3. A step-by-step workflow: the skill defines a structured triage process (fetch → classify → assess priority → detect discordance → evaluate completeness → produce report → research context → enhance). Each step has explicit instructions, decision tables, and output formats. For example, the discordance detection step includes a table of signal patterns:

**Tone vs Priority**: Look for urgent language ("ASAP", "critical",
"immediately", "blocking") paired with Normal/Low priority, or
casual/exploratory language with Urgent/High priority.

**Priority vs Due Date**: Urgent/High priority with distant or
missing due date. Low priority with immediate deadline.

4. Reference tables: concern mapping keywords, priority scales, due date guidelines, estimate ranges, and label definitions. These give the AI consistent criteria rather than relying on its general knowledge:

5. Safety rules: explicit constraints like "never overwrite the original description," "always ask before modifying," and "implementation suggestions go in a comment, not inline." These prevent the AI from being overly aggressive with changes.

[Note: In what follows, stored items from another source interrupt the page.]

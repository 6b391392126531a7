use thiserror::Error;

use crate::runtime::RuntimeError;

/// Typed errors produced by the tree-walking interpreter backend.
#[derive(Debug, Error, Clone, PartialEq, Eq)]
pub enum InterpreterError {
    #[error(transparent)]
    Runtime(#[from] RuntimeError),
    #[error("Duplicate function definition '{name}'")]
    DuplicateFunction { name: String },
}
use crate::runtime::error::RuntimeError;
use crate::runtime::value::{Key, MappingRef, SetRef, Value};

/// Container builtins. Calls to these names are resolved before user
/// functions, so a user function with the same name is never reached.
#[derive(Debug, Clone, Copy, PartialEq, Eq, Hash)]
pub enum BuiltinFunction {
    MapInsert,
    MapDelete,
    MapGet,
    MapHas,
    MapKeys,
    SetAdd,
    SetRemove,
    SetContains,
    SetItems,
}

impl BuiltinFunction {
    pub const ALL: [BuiltinFunction; 9] = [
        Self::MapInsert,
        Self::MapDelete,
        Self::MapGet,
        Self::MapHas,
        Self::MapKeys,
        Self::SetAdd,
        Self::SetRemove,
        Self::SetContains,
        Self::SetItems,
    ];

    pub fn from_name(name: &str) -> Option<Self> {
        Self::ALL.into_iter().find(|builtin| builtin.name() == name)
    }

    pub fn name(self) -> &'static str {
        match self {
            Self::MapInsert => "map_insert",
            Self::MapDelete => "map_delete",
            Self::MapGet => "map_get",
            Self::MapHas => "map_has",
            Self::MapKeys => "map_keys",
            Self::SetAdd => "set_add",
            Self::SetRemove => "set_remove",
            Self::SetContains => "set_contains",
            Self::SetItems => "set_items",
        }
    }

    pub fn arity(self) -> usize {
        match self {
            Self::MapInsert => 3,
            Self::MapDelete | Self::MapGet | Self::MapHas => 2,
            Self::SetAdd | Self::SetRemove | Self::SetContains => 2,
            Self::MapKeys | Self::SetItems => 1,
        }
    }

    /// Runs the builtin. Mutating builtins return 0, membership tests return
    /// 0 or 1, and `map_get` yields 0 for a missing key. `map_keys` lists
    /// only integer keys since field names have no value form.
    pub fn call(self, args: Vec<Value>) -> Result<Value, RuntimeError> {
        match (self, args.as_slice()) {
            (Self::MapInsert, [map, key, value]) => {
                let key = key.to_key()?;
                self.mapping(map)?.borrow_mut().insert(key, value.clone());
                Ok(Value::Integer(0))
            }
            (Self::MapDelete, [map, key]) => {
                let key = key.to_key()?;
                self.mapping(map)?.borrow_mut().shift_remove(&key);
                Ok(Value::Integer(0))
            }
            (Self::MapGet, [map, key]) => {
                let key = key.to_key()?;
                let found = self.mapping(map)?.borrow().get(&key).cloned();
                Ok(found.unwrap_or(Value::Integer(0)))
            }
            (Self::MapHas, [map, key]) => {
                let key = key.to_key()?;
                let found = self.mapping(map)?.borrow().contains_key(&key);
                Ok(Value::Integer(i64::from(found)))
            }
            (Self::MapKeys, [map]) => {
                let keys = self
                    .mapping(map)?
                    .borrow()
                    .keys()
                    .filter_map(Key::as_integer)
                    .map(Value::Integer)
                    .collect();
                Ok(Value::array(keys))
            }
            (Self::SetAdd, [set, item]) => {
                let item = item.to_key()?;
                self.set(set)?.borrow_mut().insert(item);
                Ok(Value::Integer(0))
            }
            (Self::SetRemove, [set, item]) => {
                let item = item.to_key()?;
                self.set(set)?.borrow_mut().shift_remove(&item);
                Ok(Value::Integer(0))
            }
            (Self::SetContains, [set, item]) => {
                let item = item.to_key()?;
                let found = self.set(set)?.borrow().contains(&item);
                Ok(Value::Integer(i64::from(found)))
            }
            (Self::SetItems, [set]) => {
                let items = self
                    .set(set)?
                    .borrow()
                    .iter()
                    .filter_map(Key::as_integer)
                    .map(Value::Integer)
                    .collect();
                Ok(Value::array(items))
            }
            _ => Err(RuntimeError::FunctionArityMismatch {
                name: self.name().to_string(),
                expected: self.arity(),
                found: args.len(),
            }),
        }
    }

    fn mapping<'v>(self, value: &'v Value) -> Result<&'v MappingRef, RuntimeError> {
        match value {
            Value::Mapping(mapping) => Ok(mapping),
            other => Err(self.mismatch("mapping", other)),
        }
    }

    fn set<'v>(self, value: &'v Value) -> Result<&'v SetRef, RuntimeError> {
        match value {
            Value::Set(set) => Ok(set),
            other => Err(self.mismatch("set", other)),
        }
    }

    fn mismatch(self, expected: &'static str, got: &Value) -> RuntimeError {
        RuntimeError::TypeMismatch {
            operation: self.name().to_string(),
            expected,
            got: got.type_name(),
        }
    }
}

#[cfg(test)]
mod tests {
    use indexmap::{IndexMap, IndexSet};

    use super::*;

    fn int(value: i64) -> Value {
        Value::Integer(value)
    }

    #[test]
    fn resolves_every_builtin_by_name() {
        for builtin in BuiltinFunction::ALL {
            assert_eq!(BuiltinFunction::from_name(builtin.name()), Some(builtin));
        }
        assert_eq!(BuiltinFunction::from_name("print"), None);
    }

    #[test]
    fn map_builtins_share_the_mapping() {
        let map = Value::mapping(IndexMap::new());
        BuiltinFunction::MapInsert
            .call(vec![map.clone(), int(1), int(10)])
            .expect("insert");
        BuiltinFunction::MapInsert
            .call(vec![map.clone(), int(2), int(20)])
            .expect("insert");
        assert_eq!(
            BuiltinFunction::MapGet.call(vec![map.clone(), int(2)]),
            Ok(int(20))
        );
        assert_eq!(
            BuiltinFunction::MapGet.call(vec![map.clone(), int(3)]),
            Ok(int(0))
        );
        BuiltinFunction::MapDelete
            .call(vec![map.clone(), int(1)])
            .expect("delete");
        assert_eq!(
            BuiltinFunction::MapHas.call(vec![map.clone(), int(1)]),
            Ok(int(0))
        );
        let keys = BuiltinFunction::MapKeys
            .call(vec![map.clone()])
            .expect("keys");
        assert_eq!(keys.to_string(), "[2]");
    }

    #[test]
    fn set_builtins_ignore_duplicates() {
        let set = Value::set(IndexSet::new());
        for item in [3, 1, 3] {
            BuiltinFunction::SetAdd
                .call(vec![set.clone(), int(item)])
                .expect("add");
        }
        assert_eq!(
            BuiltinFunction::SetContains.call(vec![set.clone(), int(1)]),
            Ok(int(1))
        );
        BuiltinFunction::SetRemove
            .call(vec![set.clone(), int(3)])
            .expect("remove");
        let items = BuiltinFunction::SetItems.call(vec![set]).expect("items");
        assert_eq!(items.to_string(), "[1]");
    }

    #[test]
    fn rejects_wrong_arity_and_argument_kind() {
        assert_eq!(
            BuiltinFunction::MapKeys.call(vec![]),
            Err(RuntimeError::FunctionArityMismatch {
                name: "map_keys".to_string(),
                expected: 1,
                found: 0,
            })
        );
        assert_eq!(
            BuiltinFunction::SetAdd.call(vec![int(1), int(2)]),
            Err(RuntimeError::TypeMismatch {
                operation: "set_add".to_string(),
                expected: "set",
                got: "integer",
            })
        );
        let map = Value::mapping(IndexMap::new());
        assert_eq!(
            BuiltinFunction::MapInsert.call(vec![map.clone(), map, int(1)]),
            Err(RuntimeError::UnhashableKey {
                type_name: "mapping"
            })
        );
    }
}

6. Skill composition: the triage skill explicitly calls the platform-support skill during step 7. This is declared as a dependency in the skill body:

## Dependency: platform-support skill

This skill activates the `platform-support` skill during triage
(Step 7) to understand the implementation context within our
ecosystem.

This composition pattern is powerful: each skill stays focused on its domain, but they can chain together for richer output. The triage skill handles the what and why; the platform-support skill handles the where and how.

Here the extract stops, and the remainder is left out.